WHAT IS EXPECTED: Those lines of the records that contain "omitted" are to be located and copied.

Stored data
☆ ☆ ☆

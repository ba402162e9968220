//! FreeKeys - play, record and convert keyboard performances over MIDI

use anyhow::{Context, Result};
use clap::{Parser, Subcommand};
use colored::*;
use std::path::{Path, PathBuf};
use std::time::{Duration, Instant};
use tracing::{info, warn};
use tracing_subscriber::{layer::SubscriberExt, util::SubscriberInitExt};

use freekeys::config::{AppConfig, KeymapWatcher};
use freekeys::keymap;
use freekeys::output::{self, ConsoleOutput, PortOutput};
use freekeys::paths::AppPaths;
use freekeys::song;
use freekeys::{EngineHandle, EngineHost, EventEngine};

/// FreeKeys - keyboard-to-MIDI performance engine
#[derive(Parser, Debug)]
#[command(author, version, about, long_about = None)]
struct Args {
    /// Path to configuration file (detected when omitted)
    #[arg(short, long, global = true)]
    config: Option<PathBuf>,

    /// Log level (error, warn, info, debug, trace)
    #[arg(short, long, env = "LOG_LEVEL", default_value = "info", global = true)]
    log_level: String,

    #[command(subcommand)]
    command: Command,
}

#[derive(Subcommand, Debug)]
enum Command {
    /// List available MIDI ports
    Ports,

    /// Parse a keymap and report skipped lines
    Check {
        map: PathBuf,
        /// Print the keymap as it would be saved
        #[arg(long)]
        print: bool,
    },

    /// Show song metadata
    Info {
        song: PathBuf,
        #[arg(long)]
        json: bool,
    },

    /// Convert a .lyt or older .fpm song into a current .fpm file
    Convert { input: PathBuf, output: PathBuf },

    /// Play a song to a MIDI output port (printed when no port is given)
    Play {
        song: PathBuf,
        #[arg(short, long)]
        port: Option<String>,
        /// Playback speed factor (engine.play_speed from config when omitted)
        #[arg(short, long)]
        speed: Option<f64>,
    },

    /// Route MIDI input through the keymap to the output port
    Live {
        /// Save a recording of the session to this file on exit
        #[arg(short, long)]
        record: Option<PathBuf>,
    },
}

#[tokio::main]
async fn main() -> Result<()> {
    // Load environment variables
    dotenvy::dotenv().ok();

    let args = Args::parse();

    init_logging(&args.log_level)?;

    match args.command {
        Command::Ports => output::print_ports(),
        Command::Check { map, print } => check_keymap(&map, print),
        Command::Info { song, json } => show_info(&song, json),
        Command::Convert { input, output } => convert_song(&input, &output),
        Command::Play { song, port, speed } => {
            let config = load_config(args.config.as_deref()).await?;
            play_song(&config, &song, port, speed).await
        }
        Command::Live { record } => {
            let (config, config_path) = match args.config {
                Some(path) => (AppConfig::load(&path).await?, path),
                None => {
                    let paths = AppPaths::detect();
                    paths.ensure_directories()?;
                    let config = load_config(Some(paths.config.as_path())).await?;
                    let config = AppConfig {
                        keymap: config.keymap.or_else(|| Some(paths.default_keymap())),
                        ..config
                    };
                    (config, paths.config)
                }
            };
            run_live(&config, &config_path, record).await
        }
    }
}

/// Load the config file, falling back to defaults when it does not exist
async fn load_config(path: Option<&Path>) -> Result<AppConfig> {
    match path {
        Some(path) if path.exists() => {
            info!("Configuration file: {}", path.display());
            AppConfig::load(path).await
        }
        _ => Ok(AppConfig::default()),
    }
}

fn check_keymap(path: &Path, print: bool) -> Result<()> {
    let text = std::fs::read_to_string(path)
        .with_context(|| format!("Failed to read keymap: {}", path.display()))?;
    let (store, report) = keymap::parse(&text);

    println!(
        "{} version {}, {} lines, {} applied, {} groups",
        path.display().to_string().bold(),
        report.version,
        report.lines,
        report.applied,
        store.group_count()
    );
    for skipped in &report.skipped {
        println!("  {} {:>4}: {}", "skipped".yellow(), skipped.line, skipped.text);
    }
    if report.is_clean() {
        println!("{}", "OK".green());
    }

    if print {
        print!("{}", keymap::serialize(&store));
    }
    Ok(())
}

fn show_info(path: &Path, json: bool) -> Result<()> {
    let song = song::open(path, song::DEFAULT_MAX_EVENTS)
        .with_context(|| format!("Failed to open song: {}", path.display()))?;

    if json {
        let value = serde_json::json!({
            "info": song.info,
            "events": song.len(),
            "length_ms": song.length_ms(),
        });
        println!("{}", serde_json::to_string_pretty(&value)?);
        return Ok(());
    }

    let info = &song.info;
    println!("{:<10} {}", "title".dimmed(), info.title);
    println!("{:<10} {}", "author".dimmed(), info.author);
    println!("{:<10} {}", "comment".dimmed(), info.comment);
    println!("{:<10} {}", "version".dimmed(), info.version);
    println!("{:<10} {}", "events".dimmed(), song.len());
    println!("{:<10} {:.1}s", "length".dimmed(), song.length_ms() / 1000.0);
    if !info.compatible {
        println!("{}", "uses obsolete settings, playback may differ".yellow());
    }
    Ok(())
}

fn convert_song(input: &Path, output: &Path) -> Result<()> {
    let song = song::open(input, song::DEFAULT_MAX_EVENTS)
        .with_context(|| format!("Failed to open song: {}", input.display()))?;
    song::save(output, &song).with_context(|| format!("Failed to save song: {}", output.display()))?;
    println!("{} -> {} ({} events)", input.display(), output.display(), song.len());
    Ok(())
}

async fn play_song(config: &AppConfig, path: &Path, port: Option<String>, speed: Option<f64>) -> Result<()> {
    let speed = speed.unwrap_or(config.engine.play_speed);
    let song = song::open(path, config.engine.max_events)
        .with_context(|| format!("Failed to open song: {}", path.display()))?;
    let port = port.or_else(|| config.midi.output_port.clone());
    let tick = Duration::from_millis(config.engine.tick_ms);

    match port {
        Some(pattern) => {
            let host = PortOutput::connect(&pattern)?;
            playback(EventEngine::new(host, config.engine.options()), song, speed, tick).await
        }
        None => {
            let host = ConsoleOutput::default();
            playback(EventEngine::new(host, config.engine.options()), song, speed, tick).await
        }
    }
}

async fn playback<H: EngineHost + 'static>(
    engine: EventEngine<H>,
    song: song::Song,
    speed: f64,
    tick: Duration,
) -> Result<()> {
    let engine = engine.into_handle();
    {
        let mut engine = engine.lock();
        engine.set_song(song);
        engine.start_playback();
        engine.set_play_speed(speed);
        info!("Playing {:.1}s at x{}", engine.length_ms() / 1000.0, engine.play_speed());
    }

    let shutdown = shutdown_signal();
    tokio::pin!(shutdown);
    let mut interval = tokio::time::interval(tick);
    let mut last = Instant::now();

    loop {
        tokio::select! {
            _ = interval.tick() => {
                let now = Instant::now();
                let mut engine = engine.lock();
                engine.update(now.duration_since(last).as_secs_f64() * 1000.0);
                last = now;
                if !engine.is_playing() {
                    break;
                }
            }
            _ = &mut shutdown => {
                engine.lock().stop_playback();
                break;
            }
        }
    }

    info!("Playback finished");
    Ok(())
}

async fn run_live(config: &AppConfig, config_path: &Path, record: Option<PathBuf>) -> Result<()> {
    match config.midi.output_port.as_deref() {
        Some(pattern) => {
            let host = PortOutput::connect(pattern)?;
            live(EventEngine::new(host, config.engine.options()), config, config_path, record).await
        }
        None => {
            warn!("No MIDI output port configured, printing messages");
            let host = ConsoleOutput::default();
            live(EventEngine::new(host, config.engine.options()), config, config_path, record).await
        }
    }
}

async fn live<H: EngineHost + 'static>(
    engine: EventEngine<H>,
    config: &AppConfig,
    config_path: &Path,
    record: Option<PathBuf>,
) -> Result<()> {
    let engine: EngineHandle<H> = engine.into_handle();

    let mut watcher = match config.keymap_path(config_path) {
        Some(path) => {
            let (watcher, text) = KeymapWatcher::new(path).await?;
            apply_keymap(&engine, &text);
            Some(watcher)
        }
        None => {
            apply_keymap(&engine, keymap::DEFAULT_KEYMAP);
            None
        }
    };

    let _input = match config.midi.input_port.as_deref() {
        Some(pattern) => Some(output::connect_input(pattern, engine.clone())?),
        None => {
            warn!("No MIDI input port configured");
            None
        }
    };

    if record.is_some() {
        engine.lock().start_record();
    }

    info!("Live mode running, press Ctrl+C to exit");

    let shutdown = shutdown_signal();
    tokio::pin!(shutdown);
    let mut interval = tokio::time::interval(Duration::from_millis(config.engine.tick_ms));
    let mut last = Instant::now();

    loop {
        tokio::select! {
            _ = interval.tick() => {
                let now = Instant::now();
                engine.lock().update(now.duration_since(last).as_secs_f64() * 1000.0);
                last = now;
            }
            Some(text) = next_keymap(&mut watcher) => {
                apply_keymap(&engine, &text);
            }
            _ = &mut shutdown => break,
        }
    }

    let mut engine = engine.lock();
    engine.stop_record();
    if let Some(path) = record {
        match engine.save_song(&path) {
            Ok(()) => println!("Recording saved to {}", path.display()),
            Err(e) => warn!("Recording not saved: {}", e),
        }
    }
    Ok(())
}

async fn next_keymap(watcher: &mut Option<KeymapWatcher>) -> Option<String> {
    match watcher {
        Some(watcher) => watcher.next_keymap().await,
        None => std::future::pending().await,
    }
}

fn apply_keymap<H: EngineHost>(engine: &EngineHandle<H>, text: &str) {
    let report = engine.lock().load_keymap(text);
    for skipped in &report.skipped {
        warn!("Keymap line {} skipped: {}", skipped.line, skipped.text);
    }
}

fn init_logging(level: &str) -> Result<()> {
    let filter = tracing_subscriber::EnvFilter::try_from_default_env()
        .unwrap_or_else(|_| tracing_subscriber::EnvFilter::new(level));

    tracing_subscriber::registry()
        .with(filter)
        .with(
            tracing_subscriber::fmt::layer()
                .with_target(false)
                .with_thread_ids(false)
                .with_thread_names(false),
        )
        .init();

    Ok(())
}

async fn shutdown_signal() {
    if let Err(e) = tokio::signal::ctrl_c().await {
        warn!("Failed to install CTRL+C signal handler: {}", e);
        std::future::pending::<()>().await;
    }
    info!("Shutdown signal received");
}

☆ ☆ ☆

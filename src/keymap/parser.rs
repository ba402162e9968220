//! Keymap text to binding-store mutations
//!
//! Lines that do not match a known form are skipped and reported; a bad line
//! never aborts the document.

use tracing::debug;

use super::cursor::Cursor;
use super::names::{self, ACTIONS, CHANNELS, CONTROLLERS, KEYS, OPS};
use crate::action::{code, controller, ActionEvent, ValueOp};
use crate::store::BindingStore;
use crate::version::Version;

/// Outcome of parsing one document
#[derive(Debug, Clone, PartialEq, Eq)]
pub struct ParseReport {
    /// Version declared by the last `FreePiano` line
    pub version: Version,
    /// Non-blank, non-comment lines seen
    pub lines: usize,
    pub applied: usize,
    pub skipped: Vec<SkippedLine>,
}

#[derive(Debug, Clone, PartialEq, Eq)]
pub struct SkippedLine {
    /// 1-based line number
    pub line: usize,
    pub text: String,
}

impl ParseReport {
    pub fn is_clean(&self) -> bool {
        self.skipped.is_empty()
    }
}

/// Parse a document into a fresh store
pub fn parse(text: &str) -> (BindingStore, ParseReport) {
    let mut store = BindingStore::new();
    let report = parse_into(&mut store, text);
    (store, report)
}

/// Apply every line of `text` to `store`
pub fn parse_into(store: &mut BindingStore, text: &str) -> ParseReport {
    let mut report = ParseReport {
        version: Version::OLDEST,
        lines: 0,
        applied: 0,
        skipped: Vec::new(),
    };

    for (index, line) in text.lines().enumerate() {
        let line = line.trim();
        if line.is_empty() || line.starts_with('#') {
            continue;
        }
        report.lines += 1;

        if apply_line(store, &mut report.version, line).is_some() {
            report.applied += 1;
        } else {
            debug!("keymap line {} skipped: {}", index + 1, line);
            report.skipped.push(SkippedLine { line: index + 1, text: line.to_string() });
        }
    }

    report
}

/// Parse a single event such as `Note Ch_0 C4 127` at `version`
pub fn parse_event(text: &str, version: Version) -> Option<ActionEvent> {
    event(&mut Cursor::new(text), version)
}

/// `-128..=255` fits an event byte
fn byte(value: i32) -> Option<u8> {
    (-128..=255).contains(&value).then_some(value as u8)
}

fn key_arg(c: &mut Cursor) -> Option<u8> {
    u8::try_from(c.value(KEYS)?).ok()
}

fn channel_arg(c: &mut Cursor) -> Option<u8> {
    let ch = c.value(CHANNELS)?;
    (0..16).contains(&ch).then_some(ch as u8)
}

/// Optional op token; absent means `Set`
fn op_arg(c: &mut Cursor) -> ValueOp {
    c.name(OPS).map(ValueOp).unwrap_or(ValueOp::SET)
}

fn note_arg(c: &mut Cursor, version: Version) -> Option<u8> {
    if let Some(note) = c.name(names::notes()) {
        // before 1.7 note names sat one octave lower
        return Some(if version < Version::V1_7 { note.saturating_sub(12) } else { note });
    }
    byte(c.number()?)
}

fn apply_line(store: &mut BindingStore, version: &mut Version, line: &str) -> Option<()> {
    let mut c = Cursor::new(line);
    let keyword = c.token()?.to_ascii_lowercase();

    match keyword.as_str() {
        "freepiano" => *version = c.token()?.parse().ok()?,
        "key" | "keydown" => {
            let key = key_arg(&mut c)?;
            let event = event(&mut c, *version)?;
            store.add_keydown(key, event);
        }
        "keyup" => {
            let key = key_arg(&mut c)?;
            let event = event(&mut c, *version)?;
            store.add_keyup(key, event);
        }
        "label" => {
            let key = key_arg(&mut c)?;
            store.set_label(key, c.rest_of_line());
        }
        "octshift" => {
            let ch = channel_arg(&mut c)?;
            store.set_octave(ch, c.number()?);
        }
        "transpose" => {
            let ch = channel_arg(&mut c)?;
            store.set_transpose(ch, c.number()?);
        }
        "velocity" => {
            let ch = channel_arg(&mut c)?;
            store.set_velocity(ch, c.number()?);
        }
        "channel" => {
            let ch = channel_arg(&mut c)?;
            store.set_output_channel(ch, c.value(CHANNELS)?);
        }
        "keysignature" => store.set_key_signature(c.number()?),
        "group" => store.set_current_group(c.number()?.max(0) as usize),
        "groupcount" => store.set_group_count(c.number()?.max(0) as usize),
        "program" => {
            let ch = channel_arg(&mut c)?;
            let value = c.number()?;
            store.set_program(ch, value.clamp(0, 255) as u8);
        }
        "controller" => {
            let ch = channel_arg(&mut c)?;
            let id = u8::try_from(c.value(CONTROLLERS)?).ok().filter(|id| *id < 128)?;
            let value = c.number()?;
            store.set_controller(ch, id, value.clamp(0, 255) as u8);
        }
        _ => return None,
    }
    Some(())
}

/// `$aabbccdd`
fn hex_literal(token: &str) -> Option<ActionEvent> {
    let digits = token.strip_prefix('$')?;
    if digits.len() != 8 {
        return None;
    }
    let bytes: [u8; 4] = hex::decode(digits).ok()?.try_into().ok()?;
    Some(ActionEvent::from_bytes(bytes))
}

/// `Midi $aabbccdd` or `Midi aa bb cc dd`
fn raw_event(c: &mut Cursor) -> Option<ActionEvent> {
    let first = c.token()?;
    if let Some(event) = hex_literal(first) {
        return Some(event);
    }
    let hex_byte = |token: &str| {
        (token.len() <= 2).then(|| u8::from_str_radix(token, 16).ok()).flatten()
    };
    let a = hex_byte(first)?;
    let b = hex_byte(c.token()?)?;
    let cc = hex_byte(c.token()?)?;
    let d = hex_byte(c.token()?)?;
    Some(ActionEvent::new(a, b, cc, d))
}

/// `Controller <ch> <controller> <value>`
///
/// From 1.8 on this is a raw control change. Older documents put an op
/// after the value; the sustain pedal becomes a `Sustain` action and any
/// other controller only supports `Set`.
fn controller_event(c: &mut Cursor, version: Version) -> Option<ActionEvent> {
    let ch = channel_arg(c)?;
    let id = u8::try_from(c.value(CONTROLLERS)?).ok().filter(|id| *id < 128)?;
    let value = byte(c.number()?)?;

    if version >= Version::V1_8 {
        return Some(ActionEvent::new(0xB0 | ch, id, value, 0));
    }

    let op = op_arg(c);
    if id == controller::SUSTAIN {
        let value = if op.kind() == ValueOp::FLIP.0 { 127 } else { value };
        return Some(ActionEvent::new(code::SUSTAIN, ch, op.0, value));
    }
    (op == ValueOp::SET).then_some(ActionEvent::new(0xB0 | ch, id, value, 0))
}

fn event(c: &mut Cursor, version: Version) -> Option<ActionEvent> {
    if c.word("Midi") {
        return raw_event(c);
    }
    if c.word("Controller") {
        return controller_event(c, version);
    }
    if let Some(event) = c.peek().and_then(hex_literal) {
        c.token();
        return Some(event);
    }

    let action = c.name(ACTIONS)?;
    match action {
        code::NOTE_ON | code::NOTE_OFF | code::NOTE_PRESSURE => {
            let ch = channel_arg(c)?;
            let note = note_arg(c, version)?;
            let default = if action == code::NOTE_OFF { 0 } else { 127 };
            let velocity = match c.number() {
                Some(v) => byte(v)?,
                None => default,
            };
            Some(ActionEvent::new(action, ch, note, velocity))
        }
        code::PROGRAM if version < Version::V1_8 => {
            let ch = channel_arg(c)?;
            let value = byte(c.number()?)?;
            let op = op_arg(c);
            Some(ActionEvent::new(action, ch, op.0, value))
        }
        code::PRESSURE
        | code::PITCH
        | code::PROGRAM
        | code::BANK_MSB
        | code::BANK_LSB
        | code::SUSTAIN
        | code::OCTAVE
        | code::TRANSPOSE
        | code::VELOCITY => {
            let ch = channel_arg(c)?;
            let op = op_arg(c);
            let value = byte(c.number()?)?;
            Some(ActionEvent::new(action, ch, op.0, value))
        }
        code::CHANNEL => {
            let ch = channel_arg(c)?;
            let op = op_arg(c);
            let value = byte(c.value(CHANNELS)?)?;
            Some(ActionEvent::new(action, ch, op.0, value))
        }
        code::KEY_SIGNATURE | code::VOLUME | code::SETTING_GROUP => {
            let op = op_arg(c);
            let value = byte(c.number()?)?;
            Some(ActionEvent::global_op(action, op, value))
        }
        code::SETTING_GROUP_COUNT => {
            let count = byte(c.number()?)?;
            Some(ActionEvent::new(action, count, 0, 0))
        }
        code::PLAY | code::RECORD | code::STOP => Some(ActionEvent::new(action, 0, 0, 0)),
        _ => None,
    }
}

☆ ☆ ☆

RESPONSE FOR THIS EXERCISE:
    /// Path to configuration file (detected when omitted)
        /// Playback speed factor (engine.play_speed from config when omitted)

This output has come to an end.